Diana takes 10 medicines regularly for a number of medical conditions. She has been taking Lovan and Seroquel to manage her depression and personality disorder, but is currently weaning herself off them as she is trying a more natural approach to managing these conditions including vitamins, behavioural therapies and counselling. Diana’s life improved greatly a few months ago when she started taking thyroxine for Hashimoto’s thyroiditis. She now has a lot more energy and doesn't fall asleep all the time.
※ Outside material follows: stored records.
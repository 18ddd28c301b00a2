use crate::models::institute::Institute;
use crate::schema::subjects;
use diesel::prelude::*;
use diesel::PgConnection;
use serde::{Deserialize, Serialize};

#[derive(
    Queryable, Debug, Serialize, Deserialize, AsChangeset, Clone, Identifiable, Associations,
)]
#[belongs_to(Institute)]
#[table_name = "subjects"]
pub struct Subject {
    pub id: i32,
    pub institute_id: i32,
    pub name: String,
    pub difficulty: String,
    pub color_code: String,
    pub is_active: bool,
}

impl Subject {
    pub fn find(sid: i32, conn: &PgConnection) -> QueryResult<Self> {
        subjects::table.find(sid).first(conn)
    }

    pub fn list_active(iid: i32, conn: &PgConnection) -> QueryResult<Vec<Self>> {
        subjects::table
            .filter(subjects::institute_id.eq(iid))
            .filter(subjects::is_active.eq(true))
            .order(subjects::name)
            .load(conn)
    }

    pub fn update_active(&self, active: bool, conn: &PgConnection) -> QueryResult<()> {
        diesel::update(self)
            .set(subjects::is_active.eq(active))
            .execute(conn)?;
        Ok(())
    }
}

#[derive(Debug, Serialize, Deserialize, Insertable)]
#[table_name = "subjects"]
pub struct NewSubject {
    pub institute_id: i32,
    pub name: String,
    pub difficulty: String,
    pub color_code: String,
}

impl NewSubject {
    pub fn create(&self, conn: &PgConnection) -> QueryResult<Subject> {
        diesel::insert_into(subjects::table)
            .values(self)
            .get_result(conn)
    }
}
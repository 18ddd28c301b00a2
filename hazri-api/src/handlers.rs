use actix_web::{get, post, web, HttpRequest, HttpResponse};
use async_graphql::http::{playground_source, GraphQLPlaygroundConfig};
use async_graphql_actix_web::{Request, Response};
use hazri_common::utils::get_claims;

use crate::models::AppSchema;

#[post("/")]
pub(crate) async fn index(
    schema: web::Data<AppSchema>,
    http_req: HttpRequest,
    req: Request,
) -> Response {
    let mut query = req.into_inner();

    if let Some(claims) = get_claims(&http_req) {
        query = query.data(claims);
    }

    schema.execute(query).await.into()
}

#[get("/")]
pub(crate) async fn index_playground() -> HttpResponse {
    HttpResponse::Ok()
        .content_type("text/html; charset=utf-8")
        .body(playground_source(GraphQLPlaygroundConfig::new("/")))
}
//! Python code emitter - builds host source text
//!
//! A buffer for well-formatted Python code with indentation-aware suites.

/// A buffer for building Python source code with proper indentation
#[derive(Debug, Default)]
pub struct PyEmitter {
    buffer: String,
    indent_level: usize,
}

const INDENT: &str = "    ";

impl PyEmitter {
    pub fn new() -> Self {
        Self::default()
    }

    /// Get the generated code
    pub fn finish(self) -> String {
        self.buffer
    }

    /// Write a line with current indentation
    pub fn line(&mut self, s: &str) {
        for _ in 0..self.indent_level {
            self.buffer.push_str(INDENT);
        }
        self.buffer.push_str(s);
        self.buffer.push('\n');
    }

    /// Write a blank line
    pub fn blank_line(&mut self) {
        self.buffer.push('\n');
    }

    /// Increase indent level
    pub fn indent(&mut self) {
        self.indent_level += 1;
    }

    /// Decrease indent level
    pub fn dedent(&mut self) {
        if self.indent_level > 0 {
            self.indent_level -= 1;
        }
    }

    /// Write a `header:` suite with its body indented one level.
    pub fn suite<F>(&mut self, header: &str, f: F)
    where
        F: FnOnce(&mut Self),
    {
        self.line(&format!("{}:", header));
        self.indent();
        f(self);
        self.dedent();
    }
}

/// Quote a string as a Python single-quoted literal.
pub fn py_str_lit(s: &str) -> String {
    let mut out = String::with_capacity(s.len() + 2);
    out.push('\'');
    for c in s.chars() {
        match c {
            '\\' => out.push_str("\\\\"),
            '\'' => out.push_str("\\'"),
            '\n' => out.push_str("\\n"),
            '\t' => out.push_str("\\t"),
            '\r' => out.push_str("\\r"),
            c => out.push(c),
        }
    }
    out.push('\'');
    out
}

/// Render a real literal so the host reads the same value back.
pub fn py_real_lit(v: f64) -> String {
    // `{:?}` keeps a decimal point on whole values (1.0, not 1).
    format!("{:?}", v)
}

#[cfg(test)]
mod tests {
    use super::*;

    #[test]
    fn test_suite_indentation() {
        let mut e = PyEmitter::new();
        e.suite("def subjecto()", |e| {
            e.line("pass");
        });
        assert_eq!(e.finish(), "def subjecto():\n    pass\n");
    }

    #[test]
    fn test_nested_suites() {
        let mut e = PyEmitter::new();
        e.suite("while True", |e| {
            e.suite("if x", |e| {
                e.line("break");
            });
        });
        assert_eq!(e.finish(), "while True:\n    if x:\n        break\n");
    }

    #[test]
    fn test_str_lit_quoting() {
        assert_eq!(py_str_lit("salve"), "'salve'");
        assert_eq!(py_str_lit("it's"), "'it\\'s'");
        assert_eq!(py_str_lit("a\nb"), "'a\\nb'");
        assert_eq!(py_str_lit("a\\b"), "'a\\\\b'");
    }

    #[test]
    fn test_real_lit_keeps_point() {
        assert_eq!(py_real_lit(1.0), "1.0");
        assert_eq!(py_real_lit(3.14), "3.14");
    }
}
At times Diana has found it difficult being on so many medicines, especially when her symptoms have not been well managed, but she has felt empowered by recently taking more control of her health.

More about Diana

Diana has longstanding depression, starting when she experienced bullying at school, and has also been diagnosed as having a personality disorder. After trying a few different antidepressants, some of which had troubling side effects, she now takes Lovan which has helped her depression considerably. At one stage she experienced hallucinations and was started on Seroquel, which she still takes. On high doses of antidepressants, Diana finds her emotions are blunted, and while she no longer gets really down, she doesn't really experience happiness.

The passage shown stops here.